YOUR TASK: Output the listing below verbatim.

=====

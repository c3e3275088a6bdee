//! Instrumentation filter over declaring class names.
//!
//! Decides which frames count as profiled code. Frames of classes that fail
//! the filter stay in the live tree but are merged into their caller when a
//! presentation tree is frozen, and sampled stacks are trimmed to the first
//! passing frame.
//!
//! # Pattern Syntax
//!
//! - `java.util.*` → every class whose name starts with `java.util.`
//! - `com.acme.Service` → exactly that class
//!
//! Class names may use either `.` or `/` as the package separator.

use serde::{Deserialize, Serialize};

/// Whether the patterns select or reject classes
#[derive(Debug, Clone, Copy, PartialEq, Eq, Default, Serialize, Deserialize)]
#[serde(rename_all = "snake_case")]
pub enum FilterKind {
    /// Every class passes
    #[default]
    None,
    /// Only matching classes pass
    Include,
    /// Matching classes are rejected
    Exclude,
}

#[derive(Debug, Clone, PartialEq, Eq, Default, Serialize, Deserialize)]
pub struct InstrumentationFilter {
    #[serde(default)]
    kind: FilterKind,
    #[serde(default)]
    patterns: Vec<String>,
}

impl InstrumentationFilter {
    /// Filter that passes every class
    #[must_use]
    pub fn none() -> Self {
        Self::default()
    }

    #[must_use]
    pub fn include<I, S>(patterns: I) -> Self
    where
        I: IntoIterator<Item = S>,
        S: AsRef<str>,
    {
        Self::with_kind(FilterKind::Include, patterns)
    }

    #[must_use]
    pub fn exclude<I, S>(patterns: I) -> Self
    where
        I: IntoIterator<Item = S>,
        S: AsRef<str>,
    {
        Self::with_kind(FilterKind::Exclude, patterns)
    }

    fn with_kind<I, S>(kind: FilterKind, patterns: I) -> Self
    where
        I: IntoIterator<Item = S>,
        S: AsRef<str>,
    {
        Self {
            kind,
            patterns: patterns
                .into_iter()
                .map(|p| p.as_ref().trim().replace('/', "."))
                .filter(|p| !p.is_empty())
                .collect(),
        }
    }

    #[must_use]
    pub fn kind(&self) -> FilterKind {
        self.kind
    }

    /// True if no class can be rejected
    #[must_use]
    pub fn is_pass_all(&self) -> bool {
        match self.kind {
            FilterKind::None => true,
            FilterKind::Exclude => self.patterns.is_empty(),
            FilterKind::Include => false,
        }
    }

    /// Whether frames of `class_name` count as profiled code
    #[must_use]
    pub fn passes(&self, class_name: &str) -> bool {
        if self.kind == FilterKind::None {
            return true;
        }

        let normalized;
        let name = if class_name.contains('/') {
            normalized = class_name.replace('/', ".");
            normalized.as_str()
        } else {
            class_name
        };

        let matched = self.patterns.iter().any(|p| pattern_matches(p, name));
        match self.kind {
            FilterKind::Include => matched,
            FilterKind::Exclude => !matched,
            FilterKind::None => true,
        }
    }
}

fn pattern_matches(pattern: &str, name: &str) -> bool {
    match pattern.strip_suffix('*') {
        Some(prefix) => name.starts_with(prefix),
        None => name == pattern,
    }
}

=====

ANSWER AREA:
repository c3e3275088a6bdee
//! Instrumentation filter over declaring class names.
//!
//! Decides which frames count as profiled code. Frames of classes that fail
//! the filter stay in the live tree but are merged into their caller when a
//! presentation tree is frozen, and sampled stacks are trimmed to the first
//! passing frame.
//!
//! # Pattern Syntax
//!
//! - `java.util.*` → every class whose name starts with `java.util.`
//! - `com.acme.Service` → exactly that class
//!
//! Class names may use either `.` or `/` as the package separator.

use serde::{Deserialize, Serialize};

/// Whether the patterns select or reject classes
#[derive(Debug, Clone, Copy, PartialEq, Eq, Default, Serialize, Deserialize)]
#[serde(rename_all = "snake_case")]
pub enum FilterKind {
    /// Every class passes
    #[default]
    None,
    /// Only matching classes pass
    Include,
    /// Matching classes are rejected
    Exclude,
}

#[derive(Debug, Clone, PartialEq, Eq, Default, Serialize, Deserialize)]
pub struct InstrumentationFilter {
    #[serde(default)]
    kind: FilterKind,
    #[serde(default)]
    patterns: Vec<String>,
}

impl InstrumentationFilter {
    /// Filter that passes every class
    #[must_use]
    pub fn none() -> Self {
        Self::default()
    }

    #[must_use]
    pub fn include<I, S>(patterns: I) -> Self
    where
        I: IntoIterator<Item = S>,
        S: AsRef<str>,
    {
        Self::with_kind(FilterKind::Include, patterns)
    }

    #[must_use]
    pub fn exclude<I, S>(patterns: I) -> Self
    where
        I: IntoIterator<Item = S>,
        S: AsRef<str>,
    {
        Self::with_kind(FilterKind::Exclude, patterns)
    }

    fn with_kind<I, S>(kind: FilterKind, patterns: I) -> Self
    where
        I: IntoIterator<Item = S>,
        S: AsRef<str>,
    {
        Self {
            kind,
            patterns: patterns
                .into_iter()
                .map(|p| p.as_ref().trim().replace('/', "."))
                .filter(|p| !p.is_empty())
                .collect(),
        }
    }

    #[must_use]
    pub fn kind(&self) -> FilterKind {
        self.kind
    }

    /// True if no class can be rejected
    #[must_use]
    pub fn is_pass_all(&self) -> bool {
        match self.kind {
            FilterKind::None => true,
            FilterKind::Exclude => self.patterns.is_empty(),
            FilterKind::Include => false,
        }
    }

    /// Whether frames of `class_name` count as profiled code
    #[must_use]
    pub fn passes(&self, class_name: &str) -> bool {
        if self.kind == FilterKind::None {
            return true;
        }

        let normalized;
        let name = if class_name.contains('/') {
            normalized = class_name.replace('/', ".");
            normalized.as_str()
        } else {
            class_name
        };

        let matched = self.patterns.iter().any(|p| pattern_matches(p, name));
        match self.kind {
            FilterKind::Include => matched,
            FilterKind::Exclude => !matched,
            FilterKind::None => true,
        }
    }
}

fn pattern_matches(pattern: &str, name: &str) -> bool {
    match pattern.strip_suffix('*') {
        Some(prefix) => name.starts_with(prefix),
        None => name == pattern,
    }
}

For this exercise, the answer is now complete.